Reflections/The Mutiny of July 31, 1981

09/20/2011 18:26

Friday August 12, 2011

... And Here Come the Senegalese!

 Senegalese troops intervened and the bloodshed of July 31, 1981 ended. Gambians were grateful, but not until national pride over territorial integrity came to the fore.

By Cherno Baba Jallow

Out of nowhere came the sound of a siren. At first, it was hard to tell from which direction. But from the distance, the siren could be heard. It was faint, and for its apparent inexplicable purpose, we paid no attention to it. We – a bunch of little kids – kept on our ritual after-breakfast, mid-morning football game under those time-honoured mango trees by the famous Basse High Level Football Field. But the siren kept blaring, and before long, its close proximity would compel us out of our heedlessness. As the sound reached its crescendo and made its way to the center of town, we suspected this was unlike any other siren we had heard before. It certainly wasn't that of the Basse Health Center ambulance transporting a patient, pell-mell, to the Bansang Hospital. The rapidity of the ambulance would have long drowned out the siren noise. But this one had a crawling, endless beat to it. It was unusual.

So we dashed off to the main road that cuts through Basse's business center on that eventful day of August 1, 1981. We wanted to see what was happening. There, a throng of people had already gathered, lining up the road. We melted into the crowd, and watched as a convoy of Senegalese military trucks pass through town. The siren was mounted atop what looked like an Army jeep. It was leading the convoy. The trucks, in close proximity, followed one another in neat procession. One, two, three ... , I was keeping count. It must have been ten or more of them. My memory is fuzzy on the total tally.

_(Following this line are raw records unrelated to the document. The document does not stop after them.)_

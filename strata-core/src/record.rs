//! Request data model: rows, records, tablets and timeseries schemas.
//!
//! These are the payloads the router moves around. Construction validates
//! shape (measurement and value counts, declared types) so that the router
//! and the connection layer can assume well-formed input.

use bytes::Bytes;

use crate::error::RecordError;
use crate::types::DeviceId;

/// Data type of a measurement.
#[derive(Debug, Clone, Copy, PartialEq, Eq, Hash)]
pub enum DataType {
    /// Boolean.
    Boolean,
    /// 32-bit signed integer.
    Int32,
    /// 64-bit signed integer.
    Int64,
    /// 32-bit float.
    Float,
    /// 64-bit float.
    Double,
    /// Binary text.
    Text,
}

/// A typed measurement value.
#[derive(Debug, Clone, PartialEq)]
pub enum Value {
    /// Boolean value.
    Boolean(bool),
    /// 32-bit integer value.
    Int32(i32),
    /// 64-bit integer value.
    Int64(i64),
    /// 32-bit float value.
    Float(f32),
    /// 64-bit float value.
    Double(f64),
    /// Text value.
    Text(Bytes),
}

impl Value {
    /// Returns the data type of this value.
    #[must_use]
    pub const fn data_type(&self) -> DataType {
        match self {
            Self::Boolean(_) => DataType::Boolean,
            Self::Int32(_) => DataType::Int32,
            Self::Int64(_) => DataType::Int64,
            Self::Float(_) => DataType::Float,
            Self::Double(_) => DataType::Double,
            Self::Text(_) => DataType::Text,
        }
    }
}

/// Values of one row.
#[derive(Debug, Clone, PartialEq)]
pub enum RowValues {
    /// Values with client-declared types.
    Typed(Vec<Value>),
    /// Values sent as strings; the server infers their types.
    Untyped(Vec<String>),
}

impl RowValues {
    /// Returns the number of values.
    #[must_use]
    pub fn len(&self) -> usize {
        match self {
            Self::Typed(values) => values.len(),
            Self::Untyped(values) => values.len(),
        }
    }

    /// Returns true if there are no values.
    #[must_use]
    pub fn is_empty(&self) -> bool {
        self.len() == 0
    }
}

/// One timestamped row of measurements.
#[derive(Debug, Clone, PartialEq)]
pub struct Row {
    timestamp: i64,
    measurements: Vec<String>,
    values: RowValues,
}

impl Row {
    /// Creates a row with typed values.
    ///
    /// # Errors
    ///
    /// Returns `RecordError::MeasurementCountMismatch` if the counts differ.
    pub fn typed(
        timestamp: i64,
        measurements: Vec<String>,
        values: Vec<Value>,
    ) -> Result<Self, RecordError> {
        Self::new(timestamp, measurements, RowValues::Typed(values))
    }

    /// Creates a row whose values are sent as strings.
    ///
    /// # Errors
    ///
    /// Returns `RecordError::MeasurementCountMismatch` if the counts differ.
    pub fn untyped(
        timestamp: i64,
        measurements: Vec<String>,
        values: Vec<String>,
    ) -> Result<Self, RecordError> {
        Self::new(timestamp, measurements, RowValues::Untyped(values))
    }

    fn new(
        timestamp: i64,
        measurements: Vec<String>,
        values: RowValues,
    ) -> Result<Self, RecordError> {
        if measurements.len() != values.len() {
            return Err(RecordError::MeasurementCountMismatch {
                timestamp,
                measurements: measurements.len(),
                values: values.len(),
            });
        }
        Ok(Self {
            timestamp,
            measurements,
            values,
        })
    }

    /// Returns the row timestamp.
    #[must_use]
    pub const fn timestamp(&self) -> i64 {
        self.timestamp
    }

    /// Returns the measurement names.
    #[must_use]
    pub fn measurements(&self) -> &[String] {
        &self.measurements
    }

    /// Returns the row values.
    #[must_use]
    pub const fn values(&self) -> &RowValues {
        &self.values
    }
}

/// A row addressed to a device.
#[derive(Debug, Clone, PartialEq)]
pub struct Record {
    /// Target device.
    pub device_id: DeviceId,
    /// The row.
    pub row: Row,
}

impl Record {
    /// Creates a record.
    #[must_use]
    pub fn new(device_id: impl Into<DeviceId>, row: Row) -> Self {
        Self {
            device_id: device_id.into(),
            row,
        }
    }
}

/// Several rows for one device.
#[derive(Debug, Clone, PartialEq)]
pub struct DeviceRecords {
    device_id: DeviceId,
    rows: Vec<Row>,
}

impl DeviceRecords {
    /// Creates an empty batch for a device.
    #[must_use]
    pub fn new(device_id: impl Into<DeviceId>) -> Self {
        Self {
            device_id: device_id.into(),
            rows: Vec::new(),
        }
    }

    /// Creates a batch from existing rows.
    #[must_use]
    pub fn with_rows(device_id: impl Into<DeviceId>, rows: Vec<Row>) -> Self {
        Self {
            device_id: device_id.into(),
            rows,
        }
    }

    /// Builds a batch from records that must all target the same device.
    ///
    /// Returns `Ok(None)` for an empty input.
    ///
    /// # Errors
    ///
    /// Returns `RecordError::ForeignDevice` if the records span devices.
    pub fn from_records(records: Vec<Record>) -> Result<Option<Self>, RecordError> {
        let mut iter = records.into_iter();
        let Some(first) = iter.next() else {
            return Ok(None);
        };
        let mut batch = Self::with_rows(first.device_id, vec![first.row]);
        for record in iter {
            if record.device_id != batch.device_id {
                return Err(RecordError::ForeignDevice {
                    expected: batch.device_id,
                    actual: record.device_id,
                });
            }
            batch.rows.push(record.row);
        }
        Ok(Some(batch))
    }

    /// Appends a row.
    pub fn push(&mut self, row: Row) {
        self.rows.push(row);
    }

    /// Returns the device.
    #[must_use]
    pub const fn device_id(&self) -> &DeviceId {
        &self.device_id
    }

    /// Returns the rows.
    #[must_use]
    pub fn rows(&self) -> &[Row] {
        &self.rows
    }

    /// Returns the number of rows.
    #[must_use]
    pub fn len(&self) -> usize {
        self.rows.len()
    }

    /// Returns true if there are no rows.
    #[must_use]
    pub fn is_empty(&self) -> bool {
        self.rows.is_empty()
    }

    /// Returns true if timestamps are non-decreasing.
    #[must_use]
    pub fn is_sorted(&self) -> bool {
        self.rows
            .windows(2)
            .all(|pair| pair[0].timestamp <= pair[1].timestamp)
    }

    /// Sorts rows by timestamp. Rows with equal timestamps keep their order.
    pub fn sort_by_time(&mut self) {
        self.rows.sort_by_key(Row::timestamp);
    }
}

/// Name and type of one tablet column.
#[derive(Debug, Clone, PartialEq, Eq, Hash)]
pub struct MeasurementSchema {
    /// Measurement name, e.g. `s1`.
    pub measurement: String,
    /// Declared type.
    pub data_type: DataType,
}

impl MeasurementSchema {
    /// Creates a measurement schema.
    #[must_use]
    pub fn new(measurement: impl Into<String>, data_type: DataType) -> Self {
        Self {
            measurement: measurement.into(),
            data_type,
        }
    }
}

/// On-disk encoding requested for a timeseries.
#[derive(Debug, Clone, Copy, PartialEq, Eq, Hash, Default)]
pub enum Encoding {
    /// No encoding.
    #[default]
    Plain,
    /// Run-length encoding.
    Rle,
    /// Delta-of-delta encoding.
    Ts2Diff,
    /// Gorilla XOR encoding.
    Gorilla,
}

/// Compression requested for a timeseries.
#[derive(Debug, Clone, Copy, PartialEq, Eq, Hash, Default)]
pub enum Compression {
    /// No compression.
    Uncompressed,
    /// Snappy.
    #[default]
    Snappy,
    /// Gzip.
    Gzip,
    /// LZ4.
    Lz4,
}

/// Definition of a timeseries to create.
#[derive(Debug, Clone, PartialEq, Eq, Hash)]
pub struct TimeseriesSchema {
    /// Full path, e.g. `root.sg1.d1.s1`.
    pub path: String,
    /// Data type.
    pub data_type: DataType,
    /// Encoding.
    pub encoding: Encoding,
    /// Compression.
    pub compression: Compression,
}

impl TimeseriesSchema {
    /// Creates a schema with default encoding and compression.
    #[must_use]
    pub fn new(path: impl Into<String>, data_type: DataType) -> Self {
        Self {
            path: path.into(),
            data_type,
            encoding: Encoding::default(),
            compression: Compression::default(),
        }
    }

    /// Sets the encoding.
    #[must_use]
    pub const fn with_encoding(mut self, encoding: Encoding) -> Self {
        self.encoding = encoding;
        self
    }

    /// Sets the compression.
    #[must_use]
    pub const fn with_compression(mut self, compression: Compression) -> Self {
        self.compression = compression;
        self
    }
}

/// Column-oriented rows for one device.
///
/// A tablet has a fixed row capacity. Callers fill it with `add_row`, submit
/// it once `is_full`, then `reset` it for reuse.
#[derive(Debug, Clone, PartialEq)]
pub struct Tablet {
    device_id: DeviceId,
    schemas: Vec<MeasurementSchema>,
    timestamps: Vec<i64>,
    /// One vector per schema column.
    columns: Vec<Vec<Value>>,
    max_rows: usize,
}

impl Tablet {
    /// Creates an empty tablet.
    #[must_use]
    pub fn new(
        device_id: impl Into<DeviceId>,
        schemas: Vec<MeasurementSchema>,
        max_rows: usize,
    ) -> Self {
        let columns = schemas.iter().map(|_| Vec::with_capacity(max_rows)).collect();
        Self {
            device_id: device_id.into(),
            schemas,
            timestamps: Vec::with_capacity(max_rows),
            columns,
            max_rows,
        }
    }

    /// Appends a row with one value per schema column.
    ///
    /// # Errors
    ///
    /// Returns `RecordError::TabletFull` if the tablet is at capacity,
    /// `RecordError::ColumnCountMismatch` if the value count is wrong and
    /// `RecordError::TypeMismatch` if a value does not match its column.
    pub fn add_row(&mut self, timestamp: i64, values: Vec<Value>) -> Result<(), RecordError> {
        if self.is_full() {
            return Err(RecordError::TabletFull {
                device: self.device_id.clone(),
                capacity: self.max_rows,
            });
        }
        if values.len() != self.schemas.len() {
            return Err(RecordError::ColumnCountMismatch {
                device: self.device_id.clone(),
                expected: self.schemas.len(),
                actual: values.len(),
            });
        }
        if let Some((schema, value)) = self
            .schemas
            .iter()
            .zip(&values)
            .find(|(schema, value)| schema.data_type != value.data_type())
        {
            return Err(RecordError::TypeMismatch {
                measurement: schema.measurement.clone(),
                expected: schema.data_type,
                actual: value.data_type(),
            });
        }

        self.timestamps.push(timestamp);
        for (column, value) in self.columns.iter_mut().zip(values) {
            column.push(value);
        }
        Ok(())
    }

    /// Returns the device.
    #[must_use]
    pub const fn device_id(&self) -> &DeviceId {
        &self.device_id
    }

    /// Returns the column schemas.
    #[must_use]
    pub fn schemas(&self) -> &[MeasurementSchema] {
        &self.schemas
    }

    /// Returns the row timestamps.
    #[must_use]
    pub fn timestamps(&self) -> &[i64] {
        &self.timestamps
    }

    /// Returns the values of column `index`, if it exists.
    #[must_use]
    pub fn column(&self, index: usize) -> Option<&[Value]> {
        self.columns.get(index).map(Vec::as_slice)
    }

    /// Returns the number of filled rows.
    #[must_use]
    pub fn row_count(&self) -> usize {
        self.timestamps.len()
    }

    /// Returns the row capacity.
    #[must_use]
    pub const fn max_rows(&self) -> usize {
        self.max_rows
    }

    /// Returns true if no rows are filled.
    #[must_use]
    pub fn is_empty(&self) -> bool {
        self.timestamps.is_empty()
    }

    /// Returns true if the tablet is at capacity.
    #[must_use]
    pub fn is_full(&self) -> bool {
        self.timestamps.len() >= self.max_rows
    }

    /// Drops all rows, keeping schema and capacity.
    pub fn reset(&mut self) {
        self.timestamps.clear();
        for column in &mut self.columns {
            column.clear();
        }
    }

    /// Returns true if timestamps are non-decreasing.
    #[must_use]
    pub fn is_sorted(&self) -> bool {
        self.timestamps.windows(2).all(|pair| pair[0] <= pair[1])
    }

    /// Sorts rows by timestamp, permuting every column alongside.
    ///
    /// Rows with equal timestamps keep their relative order.
    pub fn sort_by_time(&mut self) {
        if self.is_sorted() {
            return;
        }

        let mut order: Vec<usize> = (0..self.timestamps.len()).collect();
        order.sort_by_key(|&row| self.timestamps[row]);

        self.timestamps = order.iter().map(|&row| self.timestamps[row]).collect();
        for column in &mut self.columns {
            *column = order.iter().map(|&row| column[row].clone()).collect();
        }
    }
}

The trucks formed a long chain. Their movement was glacial. Perhaps, the narrowness of the road warranted a snail's speed. Or perhaps, it was a display of professionalism for the invading soldiers to not rumble their behemoths through the center of town as an apprehensive crowd teemed up both sides of the road. I looked at the passing convoy, my sights aiming for equilibrium with the commanding altitudes of the cruising trucks. Each had a capacity-load of soldiers. Each soldier had a gun, resting between his hands and laps. The guns were aimless. The soldiers didn't look like they were in a combat mode, ready to pop at the crack of a sound. They sat in rows inside their trucks, their faces bearing down at us. Their stares, like those of medieval bodyguards, had an unmistakable stiffness to them. They said nothing; or if they did at all, it was barely above a whisper. Their taciturnity was perhaps an outgrowth of their predicament. The soldiers were en route to the battlefield to confront an unknown enemy in an unfamiliar setting.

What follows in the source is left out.